Saved data entries:
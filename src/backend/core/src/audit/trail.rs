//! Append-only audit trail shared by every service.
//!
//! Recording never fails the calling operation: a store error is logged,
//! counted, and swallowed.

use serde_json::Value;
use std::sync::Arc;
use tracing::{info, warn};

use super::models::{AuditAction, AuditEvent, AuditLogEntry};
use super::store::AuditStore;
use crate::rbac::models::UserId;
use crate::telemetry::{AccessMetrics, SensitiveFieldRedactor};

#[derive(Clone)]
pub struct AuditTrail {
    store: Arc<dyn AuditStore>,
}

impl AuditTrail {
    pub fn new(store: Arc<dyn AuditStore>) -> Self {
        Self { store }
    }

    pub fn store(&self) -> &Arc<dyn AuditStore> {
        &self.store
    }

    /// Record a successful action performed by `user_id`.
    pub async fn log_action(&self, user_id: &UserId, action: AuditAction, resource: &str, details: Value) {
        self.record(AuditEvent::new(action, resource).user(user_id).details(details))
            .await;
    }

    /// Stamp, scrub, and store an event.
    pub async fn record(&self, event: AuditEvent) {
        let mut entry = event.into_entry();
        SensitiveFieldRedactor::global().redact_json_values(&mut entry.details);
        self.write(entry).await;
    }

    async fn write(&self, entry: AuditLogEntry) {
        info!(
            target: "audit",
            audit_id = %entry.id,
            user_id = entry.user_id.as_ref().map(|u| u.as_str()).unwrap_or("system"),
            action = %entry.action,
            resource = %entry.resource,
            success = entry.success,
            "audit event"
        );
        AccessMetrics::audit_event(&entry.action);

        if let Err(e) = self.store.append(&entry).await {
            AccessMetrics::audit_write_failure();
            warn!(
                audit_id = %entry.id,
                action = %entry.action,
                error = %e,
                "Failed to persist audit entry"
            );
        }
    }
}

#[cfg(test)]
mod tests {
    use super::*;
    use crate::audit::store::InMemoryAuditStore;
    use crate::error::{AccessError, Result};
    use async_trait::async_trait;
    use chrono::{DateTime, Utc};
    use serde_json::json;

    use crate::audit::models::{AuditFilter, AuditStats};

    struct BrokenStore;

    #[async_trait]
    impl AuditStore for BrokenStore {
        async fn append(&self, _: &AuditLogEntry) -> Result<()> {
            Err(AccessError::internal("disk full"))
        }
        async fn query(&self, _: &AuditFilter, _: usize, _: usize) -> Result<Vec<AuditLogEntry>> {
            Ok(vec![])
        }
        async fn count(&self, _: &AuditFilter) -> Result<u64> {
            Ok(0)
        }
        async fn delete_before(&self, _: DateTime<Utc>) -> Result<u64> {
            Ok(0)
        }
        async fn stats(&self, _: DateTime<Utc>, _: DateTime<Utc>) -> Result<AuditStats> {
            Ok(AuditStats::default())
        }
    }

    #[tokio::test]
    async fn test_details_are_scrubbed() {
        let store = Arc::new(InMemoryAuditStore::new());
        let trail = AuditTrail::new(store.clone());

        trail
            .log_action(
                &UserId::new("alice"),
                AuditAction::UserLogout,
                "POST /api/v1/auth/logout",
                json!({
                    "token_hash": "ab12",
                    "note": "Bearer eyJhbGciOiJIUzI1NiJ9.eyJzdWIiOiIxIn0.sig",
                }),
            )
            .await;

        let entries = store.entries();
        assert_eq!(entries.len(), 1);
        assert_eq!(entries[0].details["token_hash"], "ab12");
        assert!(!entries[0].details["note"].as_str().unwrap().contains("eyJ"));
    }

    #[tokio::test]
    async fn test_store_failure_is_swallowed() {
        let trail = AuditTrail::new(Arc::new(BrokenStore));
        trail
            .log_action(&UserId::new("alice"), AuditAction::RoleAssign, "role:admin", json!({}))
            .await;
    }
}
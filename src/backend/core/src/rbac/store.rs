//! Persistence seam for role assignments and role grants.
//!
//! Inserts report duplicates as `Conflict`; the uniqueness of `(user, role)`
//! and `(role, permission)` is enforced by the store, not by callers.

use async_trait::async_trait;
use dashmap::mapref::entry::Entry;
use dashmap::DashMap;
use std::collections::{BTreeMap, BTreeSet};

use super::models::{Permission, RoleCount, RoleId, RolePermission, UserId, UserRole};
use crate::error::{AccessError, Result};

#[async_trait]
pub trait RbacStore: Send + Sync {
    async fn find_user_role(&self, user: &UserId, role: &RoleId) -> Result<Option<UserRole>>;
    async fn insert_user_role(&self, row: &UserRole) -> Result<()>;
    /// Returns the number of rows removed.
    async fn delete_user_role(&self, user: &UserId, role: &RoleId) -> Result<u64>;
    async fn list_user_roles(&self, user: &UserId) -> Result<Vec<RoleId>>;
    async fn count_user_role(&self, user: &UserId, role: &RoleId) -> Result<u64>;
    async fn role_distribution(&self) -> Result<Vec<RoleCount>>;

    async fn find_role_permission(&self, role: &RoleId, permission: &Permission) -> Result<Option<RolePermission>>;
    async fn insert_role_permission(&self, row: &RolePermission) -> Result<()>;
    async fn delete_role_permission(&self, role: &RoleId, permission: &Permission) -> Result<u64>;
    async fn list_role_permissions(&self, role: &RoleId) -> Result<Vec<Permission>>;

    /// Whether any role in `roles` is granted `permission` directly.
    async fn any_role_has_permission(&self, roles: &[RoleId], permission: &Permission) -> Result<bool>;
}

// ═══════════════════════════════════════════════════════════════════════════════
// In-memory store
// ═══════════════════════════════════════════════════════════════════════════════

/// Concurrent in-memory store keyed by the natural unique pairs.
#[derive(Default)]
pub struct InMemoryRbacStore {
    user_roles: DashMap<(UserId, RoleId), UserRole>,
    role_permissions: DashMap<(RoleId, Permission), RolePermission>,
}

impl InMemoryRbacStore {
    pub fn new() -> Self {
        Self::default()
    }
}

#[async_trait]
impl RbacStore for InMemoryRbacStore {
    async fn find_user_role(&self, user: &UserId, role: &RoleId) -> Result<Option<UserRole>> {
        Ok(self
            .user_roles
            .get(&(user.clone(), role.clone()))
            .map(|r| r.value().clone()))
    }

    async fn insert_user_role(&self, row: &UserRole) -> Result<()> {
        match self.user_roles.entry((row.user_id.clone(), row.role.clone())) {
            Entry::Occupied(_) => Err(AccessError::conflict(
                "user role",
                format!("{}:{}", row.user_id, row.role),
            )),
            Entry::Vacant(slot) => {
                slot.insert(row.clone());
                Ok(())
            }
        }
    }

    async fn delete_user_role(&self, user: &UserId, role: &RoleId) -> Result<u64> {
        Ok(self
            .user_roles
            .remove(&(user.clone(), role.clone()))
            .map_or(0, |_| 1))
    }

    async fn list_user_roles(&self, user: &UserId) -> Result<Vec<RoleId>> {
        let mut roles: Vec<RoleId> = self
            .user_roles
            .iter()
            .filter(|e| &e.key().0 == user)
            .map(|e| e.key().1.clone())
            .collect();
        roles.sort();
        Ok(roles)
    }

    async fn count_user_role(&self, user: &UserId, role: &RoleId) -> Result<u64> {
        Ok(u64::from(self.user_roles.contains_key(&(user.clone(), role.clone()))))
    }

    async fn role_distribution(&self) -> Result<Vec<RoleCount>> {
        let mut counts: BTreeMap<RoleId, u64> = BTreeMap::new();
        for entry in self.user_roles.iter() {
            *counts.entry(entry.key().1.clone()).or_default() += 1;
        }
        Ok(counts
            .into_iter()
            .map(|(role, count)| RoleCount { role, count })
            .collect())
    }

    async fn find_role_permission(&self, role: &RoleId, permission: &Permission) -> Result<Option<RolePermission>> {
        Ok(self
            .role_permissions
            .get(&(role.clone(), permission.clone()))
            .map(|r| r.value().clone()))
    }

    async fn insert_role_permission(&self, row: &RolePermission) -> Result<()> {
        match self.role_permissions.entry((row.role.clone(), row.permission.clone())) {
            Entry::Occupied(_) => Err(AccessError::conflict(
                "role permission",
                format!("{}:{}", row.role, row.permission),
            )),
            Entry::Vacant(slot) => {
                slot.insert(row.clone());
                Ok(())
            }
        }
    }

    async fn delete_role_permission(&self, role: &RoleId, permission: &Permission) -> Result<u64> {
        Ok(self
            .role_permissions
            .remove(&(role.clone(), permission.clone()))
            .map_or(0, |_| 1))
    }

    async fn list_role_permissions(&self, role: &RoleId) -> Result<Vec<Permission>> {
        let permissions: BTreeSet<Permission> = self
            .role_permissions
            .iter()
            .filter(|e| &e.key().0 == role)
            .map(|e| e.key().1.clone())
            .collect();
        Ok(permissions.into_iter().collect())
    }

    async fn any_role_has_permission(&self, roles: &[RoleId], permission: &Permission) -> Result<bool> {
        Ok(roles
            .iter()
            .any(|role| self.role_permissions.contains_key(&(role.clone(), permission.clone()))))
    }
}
--
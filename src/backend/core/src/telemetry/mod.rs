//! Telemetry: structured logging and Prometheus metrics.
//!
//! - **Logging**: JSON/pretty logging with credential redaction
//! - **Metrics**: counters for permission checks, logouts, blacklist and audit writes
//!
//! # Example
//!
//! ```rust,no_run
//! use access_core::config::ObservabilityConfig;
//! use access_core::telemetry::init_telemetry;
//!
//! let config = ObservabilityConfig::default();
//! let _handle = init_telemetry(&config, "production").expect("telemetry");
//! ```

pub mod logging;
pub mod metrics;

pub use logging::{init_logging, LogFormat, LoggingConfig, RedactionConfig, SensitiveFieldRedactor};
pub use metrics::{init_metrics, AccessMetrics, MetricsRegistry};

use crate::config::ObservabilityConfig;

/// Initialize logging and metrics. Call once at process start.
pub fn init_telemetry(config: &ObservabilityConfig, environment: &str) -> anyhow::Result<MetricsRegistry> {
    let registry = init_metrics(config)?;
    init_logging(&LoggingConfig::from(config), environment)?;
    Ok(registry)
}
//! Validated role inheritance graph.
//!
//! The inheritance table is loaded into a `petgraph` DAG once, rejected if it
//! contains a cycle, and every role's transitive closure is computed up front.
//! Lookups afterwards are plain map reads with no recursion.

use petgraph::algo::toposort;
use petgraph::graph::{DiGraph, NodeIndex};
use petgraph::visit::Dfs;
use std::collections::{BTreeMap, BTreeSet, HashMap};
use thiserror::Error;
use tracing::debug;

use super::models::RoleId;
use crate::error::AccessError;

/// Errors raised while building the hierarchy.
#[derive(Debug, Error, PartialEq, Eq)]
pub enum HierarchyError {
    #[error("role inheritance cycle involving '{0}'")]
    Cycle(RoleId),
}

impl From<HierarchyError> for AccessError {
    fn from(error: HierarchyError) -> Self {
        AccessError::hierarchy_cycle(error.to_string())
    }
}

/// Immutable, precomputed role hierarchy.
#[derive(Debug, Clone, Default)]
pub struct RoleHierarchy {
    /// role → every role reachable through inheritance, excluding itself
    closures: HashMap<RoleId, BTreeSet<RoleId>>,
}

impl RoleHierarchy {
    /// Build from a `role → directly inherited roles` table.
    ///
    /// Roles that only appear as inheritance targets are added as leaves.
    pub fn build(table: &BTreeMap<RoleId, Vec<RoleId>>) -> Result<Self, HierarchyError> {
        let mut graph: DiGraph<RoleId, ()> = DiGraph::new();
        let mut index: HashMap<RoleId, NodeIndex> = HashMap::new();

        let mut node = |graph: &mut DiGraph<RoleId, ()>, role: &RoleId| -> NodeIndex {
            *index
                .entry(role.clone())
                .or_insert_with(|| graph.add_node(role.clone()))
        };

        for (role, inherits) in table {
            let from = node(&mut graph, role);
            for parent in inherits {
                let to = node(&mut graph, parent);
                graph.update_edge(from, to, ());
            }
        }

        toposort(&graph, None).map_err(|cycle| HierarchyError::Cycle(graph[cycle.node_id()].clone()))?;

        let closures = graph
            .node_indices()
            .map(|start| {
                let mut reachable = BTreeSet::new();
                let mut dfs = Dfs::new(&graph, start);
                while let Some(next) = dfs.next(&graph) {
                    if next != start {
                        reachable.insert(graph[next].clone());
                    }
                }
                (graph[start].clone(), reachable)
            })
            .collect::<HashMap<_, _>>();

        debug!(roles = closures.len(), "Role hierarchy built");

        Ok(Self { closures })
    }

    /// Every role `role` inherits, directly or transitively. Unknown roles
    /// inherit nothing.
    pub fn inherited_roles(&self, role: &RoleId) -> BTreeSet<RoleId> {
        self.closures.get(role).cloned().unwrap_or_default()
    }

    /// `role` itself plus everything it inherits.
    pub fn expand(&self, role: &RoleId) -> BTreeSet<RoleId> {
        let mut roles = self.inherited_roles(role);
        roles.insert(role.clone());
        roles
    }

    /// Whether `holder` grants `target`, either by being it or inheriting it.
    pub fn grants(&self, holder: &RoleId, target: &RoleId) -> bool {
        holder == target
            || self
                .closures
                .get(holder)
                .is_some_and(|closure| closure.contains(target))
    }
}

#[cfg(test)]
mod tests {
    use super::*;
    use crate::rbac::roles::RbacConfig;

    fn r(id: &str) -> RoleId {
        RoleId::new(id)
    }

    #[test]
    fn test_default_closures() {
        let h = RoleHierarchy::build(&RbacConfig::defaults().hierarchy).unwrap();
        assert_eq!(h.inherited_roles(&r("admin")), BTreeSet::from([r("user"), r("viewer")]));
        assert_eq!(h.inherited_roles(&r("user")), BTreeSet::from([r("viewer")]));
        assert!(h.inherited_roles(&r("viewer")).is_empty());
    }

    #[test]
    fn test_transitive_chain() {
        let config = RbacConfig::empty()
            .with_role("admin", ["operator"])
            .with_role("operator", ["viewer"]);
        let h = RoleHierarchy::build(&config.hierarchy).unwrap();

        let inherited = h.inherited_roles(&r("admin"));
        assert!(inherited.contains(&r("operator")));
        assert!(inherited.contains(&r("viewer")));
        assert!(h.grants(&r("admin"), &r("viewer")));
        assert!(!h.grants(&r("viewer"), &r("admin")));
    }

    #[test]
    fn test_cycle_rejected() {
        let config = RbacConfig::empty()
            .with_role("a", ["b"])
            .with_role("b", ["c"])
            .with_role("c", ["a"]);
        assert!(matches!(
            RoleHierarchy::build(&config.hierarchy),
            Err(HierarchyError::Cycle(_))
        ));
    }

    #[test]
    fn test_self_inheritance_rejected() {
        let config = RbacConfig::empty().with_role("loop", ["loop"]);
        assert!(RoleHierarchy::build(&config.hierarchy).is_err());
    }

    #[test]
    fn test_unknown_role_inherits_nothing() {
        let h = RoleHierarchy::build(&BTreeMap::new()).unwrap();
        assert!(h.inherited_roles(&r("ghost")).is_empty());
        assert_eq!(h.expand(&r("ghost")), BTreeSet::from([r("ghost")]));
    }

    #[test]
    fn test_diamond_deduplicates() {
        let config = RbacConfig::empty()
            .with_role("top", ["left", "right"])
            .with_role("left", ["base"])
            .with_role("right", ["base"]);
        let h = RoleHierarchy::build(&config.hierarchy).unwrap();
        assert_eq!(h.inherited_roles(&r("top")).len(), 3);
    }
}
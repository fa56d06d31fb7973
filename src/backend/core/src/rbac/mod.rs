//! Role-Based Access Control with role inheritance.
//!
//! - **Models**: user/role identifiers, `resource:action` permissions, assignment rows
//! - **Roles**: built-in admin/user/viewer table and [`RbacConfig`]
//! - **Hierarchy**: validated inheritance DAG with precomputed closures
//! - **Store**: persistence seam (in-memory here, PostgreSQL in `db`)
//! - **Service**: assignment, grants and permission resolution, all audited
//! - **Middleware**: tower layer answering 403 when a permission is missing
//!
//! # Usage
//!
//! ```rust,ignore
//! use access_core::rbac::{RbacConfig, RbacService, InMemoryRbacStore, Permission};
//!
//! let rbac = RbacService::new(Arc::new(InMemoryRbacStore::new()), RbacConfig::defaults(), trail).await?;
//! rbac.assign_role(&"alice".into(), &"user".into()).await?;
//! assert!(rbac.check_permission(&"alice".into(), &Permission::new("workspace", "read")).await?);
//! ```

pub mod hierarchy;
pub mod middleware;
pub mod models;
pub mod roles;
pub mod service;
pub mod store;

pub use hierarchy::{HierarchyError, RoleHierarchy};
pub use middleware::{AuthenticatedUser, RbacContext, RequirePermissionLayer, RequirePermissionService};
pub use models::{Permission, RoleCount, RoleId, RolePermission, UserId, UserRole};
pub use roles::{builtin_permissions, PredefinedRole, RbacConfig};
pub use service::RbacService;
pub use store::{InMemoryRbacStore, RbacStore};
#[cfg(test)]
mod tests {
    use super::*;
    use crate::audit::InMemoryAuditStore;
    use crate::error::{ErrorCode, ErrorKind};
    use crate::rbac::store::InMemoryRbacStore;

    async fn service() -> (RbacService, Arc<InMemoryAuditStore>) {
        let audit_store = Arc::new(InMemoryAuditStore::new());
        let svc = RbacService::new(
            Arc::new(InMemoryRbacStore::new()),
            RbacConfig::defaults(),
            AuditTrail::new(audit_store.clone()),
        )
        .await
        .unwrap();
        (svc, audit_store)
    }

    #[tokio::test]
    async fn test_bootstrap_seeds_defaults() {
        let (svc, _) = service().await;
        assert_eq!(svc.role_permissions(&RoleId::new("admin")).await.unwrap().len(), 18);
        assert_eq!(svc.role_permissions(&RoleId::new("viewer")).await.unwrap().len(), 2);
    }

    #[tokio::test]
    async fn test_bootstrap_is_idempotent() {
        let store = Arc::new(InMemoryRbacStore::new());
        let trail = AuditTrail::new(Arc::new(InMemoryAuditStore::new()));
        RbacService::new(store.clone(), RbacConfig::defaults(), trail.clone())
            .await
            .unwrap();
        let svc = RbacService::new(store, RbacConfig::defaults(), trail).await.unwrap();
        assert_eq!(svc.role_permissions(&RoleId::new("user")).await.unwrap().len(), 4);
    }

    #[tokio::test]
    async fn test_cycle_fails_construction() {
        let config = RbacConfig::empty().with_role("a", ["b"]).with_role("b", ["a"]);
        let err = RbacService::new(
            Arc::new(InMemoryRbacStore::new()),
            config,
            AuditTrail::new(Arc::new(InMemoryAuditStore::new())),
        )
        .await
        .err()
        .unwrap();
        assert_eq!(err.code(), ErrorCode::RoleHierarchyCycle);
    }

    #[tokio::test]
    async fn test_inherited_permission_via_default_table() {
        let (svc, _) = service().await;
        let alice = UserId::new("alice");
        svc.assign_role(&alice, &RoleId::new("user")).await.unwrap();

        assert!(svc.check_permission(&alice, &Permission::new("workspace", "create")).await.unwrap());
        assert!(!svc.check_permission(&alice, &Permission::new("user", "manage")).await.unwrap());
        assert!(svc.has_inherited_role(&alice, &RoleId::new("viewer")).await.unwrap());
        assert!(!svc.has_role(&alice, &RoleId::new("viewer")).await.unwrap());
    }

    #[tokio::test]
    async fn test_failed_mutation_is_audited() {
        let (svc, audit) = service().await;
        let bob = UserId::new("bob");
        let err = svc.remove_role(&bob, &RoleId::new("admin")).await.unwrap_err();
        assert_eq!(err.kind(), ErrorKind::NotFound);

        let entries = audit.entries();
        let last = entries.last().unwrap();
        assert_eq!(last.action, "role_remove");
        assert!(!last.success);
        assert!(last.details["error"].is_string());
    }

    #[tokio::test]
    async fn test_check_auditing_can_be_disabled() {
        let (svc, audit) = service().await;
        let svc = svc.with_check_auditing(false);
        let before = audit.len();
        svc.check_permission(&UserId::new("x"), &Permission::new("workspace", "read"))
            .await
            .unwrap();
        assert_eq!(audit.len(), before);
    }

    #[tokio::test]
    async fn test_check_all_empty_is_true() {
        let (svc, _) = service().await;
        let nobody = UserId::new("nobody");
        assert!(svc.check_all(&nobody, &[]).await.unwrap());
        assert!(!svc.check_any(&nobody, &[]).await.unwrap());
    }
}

Work request ::
From the entries above, print the lines beginning at the one with "filename src/backend/core/src/audit/trail.rs" and stopping after the one with "let mut entry = event.into_entry();", exactly as written and with nothing else.

Solution for this exercise ::
filename src/backend/core/src/audit/trail.rs
//! Append-only audit trail shared by every service.
//!
//! Recording never fails the calling operation: a store error is logged,
//! counted, and swallowed.

use serde_json::Value;
use std::sync::Arc;
use tracing::{info, warn};

use super::models::{AuditAction, AuditEvent, AuditLogEntry};
use super::store::AuditStore;
use crate::rbac::models::UserId;
use crate::telemetry::{AccessMetrics, SensitiveFieldRedactor};

#[derive(Clone)]
pub struct AuditTrail {
    store: Arc<dyn AuditStore>,
}

impl AuditTrail {
    pub fn new(store: Arc<dyn AuditStore>) -> Self {
        Self { store }
    }

    pub fn store(&self) -> &Arc<dyn AuditStore> {
        &self.store
    }

    /// Record a successful action performed by `user_id`.
    pub async fn log_action(&self, user_id: &UserId, action: AuditAction, resource: &str, details: Value) {
        self.record(AuditEvent::new(action, resource).user(user_id).details(details))
            .await;
    }

    /// Stamp, scrub, and store an event.
    pub async fn record(&self, event: AuditEvent) {
        let mut entry = event.into_entry();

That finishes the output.